No fim do debate entre Rio e Ventura retiramos uma importante conclusão: um governo de centro direita dependerá inteiramente da vontade dos portugueses e o voto útil, aquele que irá virar a página da atual governação socialista com apêndices ocasionais à esquerda, materilizar-se-á apenas num único partido, o PSD. Um voto de descontentamento no Chega não terá consequências úteis de “abanão necessário”, porque levará a um inevitável estado de ingovernabilidade, de que ninguém beneficiará.

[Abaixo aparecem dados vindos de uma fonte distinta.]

use crate::Report;

/// Remembers the last report that was actually delivered.
#[derive(Debug, Clone, PartialEq, Eq, Default)]
pub struct ChangeTracker {
    last: Option<Report>,
}

impl ChangeTracker {
    pub fn new() -> Self {
        Self::default()
    }

    /// True unless `report` has the same subject and message as the last delivered one.
    pub fn should_notify(&self, report: &Report) -> bool {
        self.last.as_ref() != Some(report)
    }

    /// Record a delivered report.
    pub fn commit(&mut self, report: Report) {
        self.last = Some(report);
    }

    pub fn last(&self) -> Option<&Report> {
        self.last.as_ref()
    }

    pub fn clear(&mut self) {
        self.last = None;
    }
}

/// Remembers the signature of the last error that was actually delivered.
#[derive(Debug, Clone, PartialEq, Eq, Default)]
pub struct ErrorDeduper {
    last: Option<String>,
}

impl ErrorDeduper {
    pub fn new() -> Self {
        Self::default()
    }

    pub fn should_notify(&self, signature: &str) -> bool {
        self.last.as_deref() != Some(signature)
    }

    pub fn commit(&mut self, signature: impl Into<String>) {
        self.last = Some(signature.into());
    }

    pub fn last(&self) -> Option<&str> {
        self.last.as_deref()
    }

    pub fn clear(&mut self) {
        self.last = None;
    }
}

Certamente, não os portugueses.
Rui Rio foi claro: não está disposto a tudo para ser primeiro-ministro. E uma coligação com o Chega, um assumido (e reiterado por Ventura) partido contra-regime, é um preço demasiado elevado a pagar. Para ter esta certeza, já valeu a pena o debate. Até porque de Rui Rio, ao contrário do que acontece com António Costa, os portugueses não devem esperar malabarismos de retórica. O que é dito hoje, amanhã também será válido.

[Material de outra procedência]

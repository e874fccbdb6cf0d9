use std::time::Duration;

use serde::de::DeserializeOwned;
use serde::{Deserialize, Serialize};
use watch_logging::watch_info;
use watcher_core::WatchError;

pub const DEFAULT_TELEGRAM_API: &str = "https://api.telegram.org";

#[derive(Debug, Clone)]
pub struct TelegramSettings {
    pub api_url: String,
    pub bot_token: String,
    /// Destination for notifications; also the only chat whose commands are obeyed.
    pub chat_id: String,
    pub connect_timeout: Duration,
    pub request_timeout: Duration,
}

impl Default for TelegramSettings {
    fn default() -> Self {
        Self {
            api_url: DEFAULT_TELEGRAM_API.to_string(),
            bot_token: String::new(),
            chat_id: String::new(),
            connect_timeout: Duration::from_secs(10),
            request_timeout: Duration::from_secs(60),
        }
    }
}

#[derive(Debug, Clone, PartialEq, Eq, thiserror::Error)]
pub enum TelegramError {
    #[error("telegram request failed: {0}")]
    Transport(String),
    #[error("telegram rejected {method}: {description}")]
    Rejected { method: String, description: String },
    #[error("unreadable telegram response to {method}: {message}")]
    Decode { method: String, message: String },
}

impl From<TelegramError> for WatchError {
    fn from(err: TelegramError) -> Self {
        WatchError::Delivery {
            message: err.to_string(),
        }
    }
}

/// Sends text to the configured chat.
#[async_trait::async_trait]
pub trait Notifier: Send + Sync {
    async fn notify(&self, text: &str) -> Result<(), WatchError>;
}

#[derive(Debug, Clone, Deserialize)]
pub struct Update {
    pub update_id: i64,
    #[serde(default)]
    pub message: Option<IncomingMessage>,
}

#[derive(Debug, Clone, Deserialize)]
pub struct IncomingMessage {
    pub chat: Chat,
    #[serde(default)]
    pub text: Option<String>,
}

#[derive(Debug, Clone, Deserialize)]
pub struct Chat {
    pub id: i64,
}

#[derive(Debug, Clone, Serialize)]
pub struct ReplyKeyboard {
    keyboard: Vec<Vec<KeyboardButton>>,
    resize_keyboard: bool,
}

#[derive(Debug, Clone, Serialize)]
struct KeyboardButton {
    text: String,
}

impl ReplyKeyboard {
    pub fn single_row<'a>(buttons: impl IntoIterator<Item = &'a str>) -> Self {
        let row = buttons
            .into_iter()
            .map(|text| KeyboardButton {
                text: text.to_string(),
            })
            .collect();
        Self {
            keyboard: vec![row],
            resize_keyboard: true,
        }
    }
}

#[derive(Serialize)]
struct SendMessage<'a> {
    chat_id: &'a str,
    text: &'a str,
    #[serde(skip_serializing_if = "Option::is_none")]
    reply_markup: Option<&'a ReplyKeyboard>,
}

#[derive(Serialize)]
struct GetUpdates {
    #[serde(skip_serializing_if = "Option::is_none")]
    offset: Option<i64>,
    timeout: u64,
    allowed_updates: [&'static str; 1],
}

#[derive(Deserialize)]
struct ApiResponse<T> {
    ok: bool,
    #[serde(default)]
    description: Option<String>,
    result: Option<T>,
}

/// Minimal Bot API client: `sendMessage` and `getUpdates`.
#[derive(Debug, Clone)]
pub struct TelegramBot {
    settings: TelegramSettings,
    client: reqwest::Client,
}

impl TelegramBot {
    pub fn new(settings: TelegramSettings) -> Result<Self, TelegramError> {
        let client = reqwest::Client::builder()
            .connect_timeout(settings.connect_timeout)
            .timeout(settings.request_timeout)
            .build()
            .map_err(|err| TelegramError::Transport(err.to_string()))?;
        Ok(Self { settings, client })
    }

    pub fn chat_id(&self) -> &str {
        &self.settings.chat_id
    }

    pub async fn send_message(
        &self,
        chat_id: &str,
        text: &str,
        reply_markup: Option<&ReplyKeyboard>,
    ) -> Result<(), TelegramError> {
        let body = SendMessage {
            chat_id,
            text,
            reply_markup,
        };
        // The result is the sent Message; only its presence matters.
        self.call::<_, serde_json::Value>("sendMessage", &body)
            .await
            .map(|_| ())
    }

    /// Long-poll for new updates after `offset`, waiting up to `timeout_secs`.
    pub async fn get_updates(
        &self,
        offset: Option<i64>,
        timeout_secs: u64,
    ) -> Result<Vec<Update>, TelegramError> {
        let body = GetUpdates {
            offset,
            timeout: timeout_secs,
            allowed_updates: ["message"],
        };
        self.call("getUpdates", &body).await
    }

    async fn call<B, T>(&self, method: &str, body: &B) -> Result<T, TelegramError>
    where
        B: Serialize + ?Sized,
        T: DeserializeOwned,
    {
        let url = format!(
            "{}/bot{}/{}",
            self.settings.api_url.trim_end_matches('/'),
            self.settings.bot_token,
            method
        );
        // reqwest errors carry the URL, which carries the token.
        let response = self
            .client
            .post(&url)
            .json(body)
            .send()
            .await
            .map_err(|err| TelegramError::Transport(err.without_url().to_string()))?;

        let status = response.status();
        let bytes = response
            .bytes()
            .await
            .map_err(|err| TelegramError::Transport(err.without_url().to_string()))?;

        let parsed: ApiResponse<T> = match serde_json::from_slice(&bytes) {
            Ok(parsed) => parsed,
            Err(_) if !status.is_success() => {
                return Err(TelegramError::Rejected {
                    method: method.to_string(),
                    description: format!("HTTP {status}"),
                });
            }
            Err(err) => {
                return Err(TelegramError::Decode {
                    method: method.to_string(),
                    message: err.to_string(),
                });
            }
        };

        if !parsed.ok {
            return Err(TelegramError::Rejected {
                method: method.to_string(),
                description: parsed
                    .description
                    .unwrap_or_else(|| format!("HTTP {status}")),
            });
        }
        parsed.result.ok_or_else(|| TelegramError::Decode {
            method: method.to_string(),
            message: "missing `result`".to_string(),
        })
    }
}

#[async_trait::async_trait]
impl Notifier for TelegramBot {
    async fn notify(&self, text: &str) -> Result<(), WatchError> {
        self.send_message(&self.settings.chat_id, text, None).await?;
        watch_info!("Sent message to chat {}: {}", self.settings.chat_id, text);
        Ok(())
    }
}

3. A fraca saúde dos pilares democráticos.
Um estado democrático saudável precisa de ter os seus pilares bem cuidados. A Saúde, a Educação (a ambos já foram dedicados artigos individuais neste espaço, não pelas melhores razões), a Justiça e a Solidariedade têm de ser preservados, salvaguardados e alimentados, para garantir o livre e universal acesso dos cidadãos e a justa promoção do bem-estar social. Hoje, estes pilares estão enfermos, malnutridos e a precisar de reformas efetivas que os tornem mais eficientes e resilientes, de forma estrutural.

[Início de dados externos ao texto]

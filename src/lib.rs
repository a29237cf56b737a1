//! Turnstile - Leaky-Bucket Admission Control
//!
//! This crate implements per-caller rate limiting for a set of named
//! actions. Each limiter is a leaky bucket whose state lives in a shared
//! store (Redis, or an in-memory map for development), so every instance
//! that talks to the same store enforces the same quota.

pub mod config;
pub mod error;
pub mod grpc;
pub mod ratelimit;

Não podemos eleger continuamente políticas de remendo, limitadas na ação, no tempo e no espaço. É preciso escolher quem nos garanta uma aboragem coerente, holística e estável, capaz de perdurar para além das conjunturas e arranjos políticos.
Por isso, os partidos deviam ser avaliados pelas estratégias de longo prazo que apresentam para estas áreas. Pela sua visão de futuro e não por aquilo que se comprometem a fazer no período de, no máximo, quatro anos. Sempre a troco de mais anos no poder.
Falar em décadas não é, contudo, uma postura prudente. É arriscada, por poder ser considerada arrogante e demasiado ambiciosa. Daí que seja prática incomum. O que é uma pena, porque é desapegada. E demonstraria a coragem e a determinação necessárias para fazer diferente, de forma idónea. Sem medos de ser castigado por isso.
4. Ambição europeia.
Há décadas que Portugal ambiciona a convergência com a União Europeia. É já uma frase padrão no guião de qualquer partido de governo. E uma aspiração consensual e legítima, desde que somos estado-membro. Mas a convergência que ambicionamos não é aquela que é recorrente no discurso de António Costa. É a efetiva. A que nos permite comprarar níveis e qualidade de vida com os restantes cidadãos europeus: o que ganhamos, o que gastamos e qual o peso dos requisitos médios para o nosso bem-estar no nosso rendimento global.
A equação é simples: Quanto nos custa ter o que os outros cidadãos europeus têm? Hoje sabemos que pagamos acima da média. O que significa que recebemos abaixo das nossas aspirações e expectativas. E, obviamente, aquém da narrativa do governo. Esta não pode ser uma constatação pacífica.
Não nos pode bastar o título de membro do projeto europeu se isso significar estar sempre no fim da linha, no top 10 dos que menos significam e contribuem para o progresso do todo. São muitos anos a contentar-nos com esta versão inacabada e “poucochinha” de nós mesmos, de quem se satisfaz com andar sempre à boleia, à mingua e à pendura.
Para sermos melhores temos de mudar. E para mudarmos temos de observar os erros, assumi-los e ser mais exigentes. Connosco e com quem nos governa.
Falta-nos, muitas vezes, a audácia de ambicionar e a intrepidez da exigência.
Mas, sem coragem, nunca viraremos a página.